Medical school students who took a three-hour culinary medicine training course reported feeling more confident in their nutritional knowledge and their abilities to counsel patients on healthy eating habits, according to a new study from the University of Maryland School of Medicine (UMSOM). The study involved 119 UMSOM medical students who participated in a class that includes a nutrition lecture and cooking lessons in a demonstration kitchen at the Institute for Integrative Health, a nonprofit organization based in Baltimore. Culinary medicine training is required as part of the new Renaissance Curriculum instituted last year at UMSOM. The study was published last month in the American Journal of Lifestyle Medicine.
To conduct the study, UMSOM researchers asked first-year medical students participating in a core curriculum culinary medicine course to complete a survey before and after taking the three-hour training. They found students were more than twice as likely to report being prepared for providing healthy eating recommendations to patients after taking the class, as compared to before taking the class.
“A robust two-thirds of medical school students felt prepared or very prepared to interact with patients to discuss healthy eating after taking this one class. This suggests that culinary medicine training in medical school is feasible, well-accepted, and associated with improvements in nutritional knowledge,” said study lead author Christopher D’Adamo, PhD, assistant professor of Family and Community Medicine at UMSOM and director of the Center for Integrative Medicine.
Guiding patients to pursue healthier eating habits can help prevent obesity as well as diseases that frequently result from poor diets such as heart disease, strokes, and cancer, he added.
The study found that 12 percent of students reported feeling “very prepared” for these interactions after taking the class, compared to 5 percent of those who had not yet taken the class; an additional 55 percent felt “prepared” after the class, compared to 34 percent before the class.
It also found that none of the students reported feeling “not at all knowledgeable” about nutrition after the course, compared with nearly 5 percent who felt that way before taking the class. Students also reported that the class gave them practical tools for providing advice to their patients, including how to address barriers to healthy eating such as living in a low-income area where fresh produce can be scarce.
Healthy eating and other self-care modalities also can benefit the medical school students themselves: Studies suggest self-care helps reduce stress among medical students and reduces symptoms of depression, burnout, and other mental health challenges associated with the demanding coursework.
“The strategies for overcoming healthy eating barriers that were presented in our course — including time, taste, cravings, and cost challenges — are also applicable to medical students. They reported these strategies were relevant to their own lives,” D’Adamo said.
Study co-authors included UMSOM’s Norman Retener, MD, assistant professor of medicine; Bernadette Siaton, MD, assistant professor of medicine; and Brian Berman, MD, professor emeritus of family and community medicine.

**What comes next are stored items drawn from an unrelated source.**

#![allow(dead_code)]

pub mod capture;
pub mod mock_h2_server;
pub mod mock_proxy;
pub mod mock_server;
pub mod tls;

/// Install a test subscriber once per test binary.
pub fn init_tracing() {
    let _ = tracing_subscriber::fmt()
        .with_env_filter("guise=debug")
        .with_test_writer()
        .try_init();
}
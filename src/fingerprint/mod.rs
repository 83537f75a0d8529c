//! TLS and HTTP/2 fingerprinting configuration.

pub mod http2;
pub mod profiles;
pub mod tls;

pub use http2::Http2Settings;
pub use profiles::ClientHello;
pub use tls::{CertCompression, TlsFingerprint};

“This study provides scientific evidence to support important aspects of the new curriculum that we instituted last year in our medical school,” said E. Albert Reece, MD, PhD, MBA, executive vice president for medical affairs, University of Maryland, Baltimore, and the John Z. and Akiko K. Bowers Distinguished Professor and dean, UMSOM. "Our coursework focuses on actualizing the ‘Renaissance Physician.’ This kind of physician serves as an important guide for patients who are eager to feed themselves and their families with meals that are nutritious, delicious, and affordable.”